■ **Task details**
Using the records beneath, say how many lines contain the word "Multiply", without comment.
◆ ◆ ◆ ◆ ◆
use std::cmp::min;
use log::{debug, trace};
use tessella::{EucRing, EucRingOps};
use num_traits::Zero;
use crate::{Mat, MatType};

pub type SnfFlags = [bool; 4];

/// Smith normal form `p * a * q = d` with `d` diagonal and each diagonal
/// entry dividing the next. The four flags select which of `p`, `p⁻¹`,
/// `q`, `q⁻¹` are tracked.
pub fn snf<R>(target: &Mat<R>, flags: SnfFlags) -> SnfResult<R>
where R: EucRing, for<'a> &'a R: EucRingOps<R> {
    let copy = target.clone();
    snf_in_place(copy, flags)
}

pub fn snf_in_place<R>(target: Mat<R>, flags: SnfFlags) -> SnfResult<R>
where R: EucRing, for<'a> &'a R: EucRingOps<R> {
    debug!("start snf: {:?}, flags: {:?}.", target.shape(), flags);

    let mut calc = SnfCalc::new(target, flags);
    calc.process();

    debug!("snf done.");

    calc.result()
}

#[derive(Debug)]
pub struct SnfResult<R>
where R: EucRing, for<'a> &'a R: EucRingOps<R> {
    result: Mat<R>,
    p:    Option<Mat<R>>,
    pinv: Option<Mat<R>>,
    q:    Option<Mat<R>>,
    qinv: Option<Mat<R>>
}

impl<R> SnfResult<R>
where R: EucRing, for<'a> &'a R: EucRingOps<R> {
    pub fn result(&self) -> &Mat<R> {
        &self.result
    }

    pub fn p(&self) -> Option<&Mat<R>> {
        self.p.as_ref()
    }

    pub fn pinv(&self) -> Option<&Mat<R>> {
        self.pinv.as_ref()
    }

    pub fn q(&self) -> Option<&Mat<R>> {
        self.q.as_ref()
    }

    pub fn qinv(&self) -> Option<&Mat<R>> {
        self.qinv.as_ref()
    }

    pub fn destruct(self) -> (Mat<R>, [Option<Mat<R>>; 4]) {
        (self.result, [self.p, self.pinv, self.q, self.qinv])
    }

    pub fn rank(&self) -> usize {
        let n = min(self.result.nrows(), self.result.ncols());
        (0..n).find(|&i| self.result[(i, i)].is_zero()).unwrap_or(n)
    }

    pub fn factors(&self) -> Vec<&R> {
        let n = min(self.result.nrows(), self.result.ncols());
        (0..n).filter_map(|i| {
            let a = &self.result[(i, i)];
            if !a.is_zero() {
                Some(a)
            } else {
                None
            }
         }).collect()
    }
}

#[derive(Debug)]
struct SnfCalc<R>
where R: EucRing, for<'a> &'a R: EucRingOps<R> {
    target: Mat<R>,
    p:    Option<Mat<R>>,
    pinv: Option<Mat<R>>,
    q:    Option<Mat<R>>,
    qinv: Option<Mat<R>>
}

impl<R> SnfCalc<R>
where R: EucRing, for<'a> &'a R: EucRingOps<R> {
    fn new(target: Mat<R>, flags: SnfFlags) -> Self {
        let id_opt = |size, flag| {
            if flag { Some(Mat::id(size)) } else { None }
        };

        let (m, n) = target.shape();
        let p    = id_opt(m, flags[0]);
        let pinv = id_opt(m, flags[1]);
        let q    = id_opt(n, flags[2]);
        let qinv = id_opt(n, flags[3]);

        SnfCalc{ target, p, pinv, q, qinv }
    }

    fn result(self) -> SnfResult<R> {
        SnfResult {
            result: self.target,
            p: self.p,
            pinv: self.pinv,
            q: self.q,
            qinv: self.qinv
        }
    }

    fn process(&mut self) {
        if self.target.is_zero() {
            return
        }

        self.eliminate_all();
        self.diag_normalize();
    }

    fn eliminate_all(&mut self) {
        let (m, n) = self.target.shape();
        let mut i = 0;

        for j in 0..n {
            if i >= m { break }
            if self.eliminate_step(i, j) {
                i += 1;
            }
        }
    }

    fn eliminate_step(&mut self, i: usize, j: usize) -> bool {
        let Some(i_p) = self.select_pivot(i, j) else {
            return false
        };

        trace!("select-pivot: ({i_p}, {j})");

        if i_p > i {
            self.swap_rows(i, i_p);
        }

        if j > i {
            self.swap_cols(i, j);
        }

        // normalize pivot
        let u = self.target[(i, i)].normalizing_unit();
        if !u.is_one() {
            self.mul_col(i, &u);
        }

        self.eliminate_at(i, i);

        true
    }

    fn row_nz(&self, i: usize) -> usize {
        (0..self.target.ncols()).filter(|&j| !self.target[(i, j)].is_zero()).count()
    }

    fn col_nz(&self, j: usize) -> usize {
        (0..self.target.nrows()).filter(|&i| !self.target[(i, j)].is_zero()).count()
    }

    fn swap_rows(&mut self, i: usize, j: usize) {
        self.target.swap_rows(i, j);
        if let Some(p) = self.p.as_mut() {
            p.swap_rows(i, j)
        }
        if let Some(pinv) = self.pinv.as_mut() {
            pinv.swap_cols(i, j)
        }
    }

    fn swap_cols(&mut self, i: usize, j: usize) {
        self.target.swap_cols(i, j);
        if let Some(q) = self.q.as_mut() {
            q.swap_cols(i, j)
        }
        if let Some(qinv) = self.qinv.as_mut() {
            qinv.swap_rows(i, j)
        }
    }

    fn mul_row(&mut self, i: usize, u: &R) {
        self.target.mul_row(i, u);
        if let Some(p) = self.p.as_mut() {
            p.mul_row(i, u)
        }
        if let Some(pinv) = self.pinv.as_mut() {
            let Some(uinv) = &u.inv() else { panic!("`u` is not invertible.") };
            pinv.mul_col(i, uinv)
        }
    }

    fn mul_col(&mut self, i: usize, u: &R) {
        self.target.mul_col(i, u);
        if let Some(q) = self.q.as_mut() {
            q.mul_col(i, u)
        }
        if let Some(qinv) = self.qinv.as_mut() {
            let Some(uinv) = &u.inv() else { panic!("`u` is not invertible.") };
            qinv.mul_row(i, uinv)
        }
    }

    // Multiply [a, b; c, d] from left, assuming det = 1.
    fn left_elementary(&mut self, comps: [&R; 4], i: usize, j: usize) {
        let [a, b, c, d] = comps;
        debug_assert!((a * d - b * c).is_one());

        self.target.left_elementary(comps, i, j);
        if let Some(p) = self.p.as_mut() {
            p.left_elementary(comps, i, j)
        }
        if let Some(pinv) = self.pinv.as_mut() {
            let inv_t = [d, &-c, &-b, a];
            pinv.right_elementary(inv_t, i, j)
        }
    }

    // Multiply [a, c; b, d] from right, assuming det = 1.
    fn right_elementary(&mut self, comps: [&R; 4], i: usize, j: usize) {
        let [a, b, c, d] = comps;
        debug_assert!((a * d - b * c).is_one());

        self.target.right_elementary(comps, i, j);
        if let Some(q) = self.q.as_mut() {
            q.right_elementary(comps, i, j)
        }
        if let Some(qinv) = self.qinv.as_mut() {
            let inv_t = [d, &-c, &-b, a];
            qinv.left_elementary(inv_t, i, j)
        }
    }

    fn select_pivot(&self, below_i: usize, j: usize) -> Option<usize> {
        // the row with fewest non-zero entries wins
        (below_i..self.target.nrows())
            .filter( |i| !self.target[(*i, j)].is_zero() )
            .map( |i| (i, self.row_nz(i)) )
            .min_by( |e1, e2| e1.1.cmp(&e2.1) )
            .map( |(i, _)| i )
    }

    fn eliminate_at(&mut self, i: usize, j: usize) {
        assert!(!self.target[(i, j)].is_zero());

        while self.row_nz(i) > 1 || self.col_nz(j) > 1 {
            let modified = self.eliminate_col(i, j)
                         | self.eliminate_row(i, j);
            if !modified {
                panic!("Detect endless loop");
            }
        }
    }

    fn eliminate_row(&mut self, i: usize, j: usize) -> bool {
        let mut modified = false;

        for j1 in 0..self.target.ncols() {
            if j == j1 || self.target[(i, j1)].is_zero() { continue }

            // d = sx + ty,
            // a = x/d,
            // b = y/d.
            //
            // [x y][s -b] = [d 0]
            //      [t  a]

            let x = &self.target[(i, j )];
            let y = &self.target[(i, j1)];

            let (d, s, t) = Self::gcdx(x, y);
            let (a, b) = (x / &d, y / &d);

            self.right_elementary(
                [&s, &t, &-b, &a],
                j, j1
            );
            modified = true
        }

        modified
    }

    fn eliminate_col(&mut self, i: usize, j: usize) -> bool {
        let mut modified = false;

        for i1 in 0..self.target.nrows() {
            if i == i1 || self.target[(i1, j)].is_zero() { continue }

            // d = sx + ty,
            // a = x/d,
            // b = y/d.
            //
            // [ s t][x] < i  = [d]
            // [-b a][y] < i1   [0]

            let x = &self.target[(i , j)];
            let y = &self.target[(i1, j)];

            let (d, s, t) = Self::gcdx(x, y);
            let (a, b) = (x / &d, y / &d);

            self.left_elementary(
                [&s, &t, &-b, &a],
                i, i1
            );
            modified = true
        }

        modified
    }

    fn diag_normalize(&mut self) {
        debug_assert!(self.target.is_diag());

        let n = min(self.target.nrows(), self.target.ncols());
        let r = (0..n).find(|&i|
            self.target[(i, i)].is_zero()
        ).unwrap_or(n);

        if r == 0 {
            return
        }

        'outer: loop {
            for i in 0..r-1 {
                if !self.diag_normalize_step(i) {
                    continue 'outer
                }
            }
            break
        }

        for i in 0..r {
            let a = &self.target[(i, i)];
            let u = a.normalizing_unit();
            if !u.is_one() {
                self.mul_row(i, &u);
            }
        }
    }

    fn diag_normalize_step(&mut self, i: usize) -> bool {
        let x = &self.target[(i, i)];
        let y = &self.target[(i + 1, i + 1)];

        assert!(!x.is_zero());
        assert!(!y.is_zero());

        if x.divides(y) {
            return true
        }

        if y.divides(x) {
            self.swap_rows(i, i + 1);
            self.swap_cols(i, i + 1);
            return false
        }

        // perform gcd:
        //
        // sx + ty = d, a = x/d, b = y/d.
        //
        // [1   1 ][x   ][s  -b] = [d      ]
        // [-tb sa][   y][t   a]   [   xy/d]

        let (d, s, t) = Self::gcdx(x, y);
        let (a, b) = (x / &d, y / &d);
        let (tb, sa) = (&t * &b, &s * &a);

        self.left_elementary(
            [&R::one(), &R::one(), &-tb, &sa],
            i, i + 1
        );
        self.right_elementary(
            [&s, &t, &-b, &a],
            i, i + 1
        );

        false
    }

    fn gcdx(x: &R, y: &R) -> (R, R, R) {
        let (d, s, t) = EucRing::gcdx(x, y);

        let a = x / &d;
        if a.is_unit() {
            (d, a, R::zero())
        } else {
            (d, s, t)
        }
    }
}

#[cfg(test)]
mod tests {
    use super::*;
    use num_bigint::BigInt;
    use rand::Rng;

    fn verify<R>(a: &Mat<R>, s: &SnfResult<R>)
    where R: EucRing, for<'x> &'x R: EucRingOps<R> {
        let d = s.result();
        assert!(d.is_diag());

        let (p, q) = (s.p().unwrap(), s.q().unwrap());
        assert_eq!(&(&(p * a) * q), d);

        assert!(&(s.p().unwrap() * s.pinv().unwrap())
            .is_id());
        assert!(&(s.q().unwrap() * s.qinv().unwrap())
            .is_id());

        let fs = s.factors();
        for k in 1..fs.len() {
            assert!(fs[k - 1].divides(fs[k]));
        }
    }

    #[test]
    fn zero() {
        let a: Mat<i64> = Mat::zero((2, 3));
        let s = snf(&a, [true; 4]);
        assert!(s.result().is_zero());
        assert_eq!(s.rank(), 0);
    }

    #[test]
    fn id() {
        let a: Mat<i64> = Mat::id(3);
        let s = snf(&a, [true; 4]);
        assert_eq!(s.rank(), 3);
        verify(&a, &s);
    }

    #[test]
    fn basic() {
        let a: Mat<i64> = Mat::from_data((3, 3), [
            2, 4, 4,
            -6, 6, 12,
            10, 4, 16
        ]);
        let s = snf(&a, [true; 4]);
        verify(&a, &s);
        assert_eq!(s.factors(), vec![&2, &2, &156]);
    }

    #[test]
    fn rect() {
        let a: Mat<i64> = Mat::from_data((2, 3), [
            1, 2, 3,
            4, 5, 6
        ]);
        let s = snf(&a, [true; 4]);
        verify(&a, &s);
        assert_eq!(s.factors(), vec![&1, &3]);
    }

    #[test]
    fn torsion() {
        // boundary map of RP^2-like complex
        let a: Mat<i64> = Mat::from_data((1, 1), [2]);
        let s = snf(&a, [true; 4]);
        assert_eq!(s.factors(), vec![&2]);
    }

    #[test]
    fn rand_i64() {
        let mut rng = rand::thread_rng();
        for _ in 0..10 {
            let a: Mat<i64> = Mat::generate((4, 5), |_, _| rng.gen_range(-4..=4));
            let s = snf(&a, [true; 4]);
            verify(&a, &s);
        }
    }

    #[test]
    fn rand_bigint() {
        let mut rng = rand::thread_rng();
        for _ in 0..5 {
            let a: Mat<BigInt> =
                Mat::generate((4, 4), |_, _| BigInt::from(rng.gen_range(-6i64..=6)));
            let s = snf(&a, [true; 4]);
            verify(&a, &s);
        }
    }
}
◆ ◆ ◆ ◆ ◆
■ **Response**
2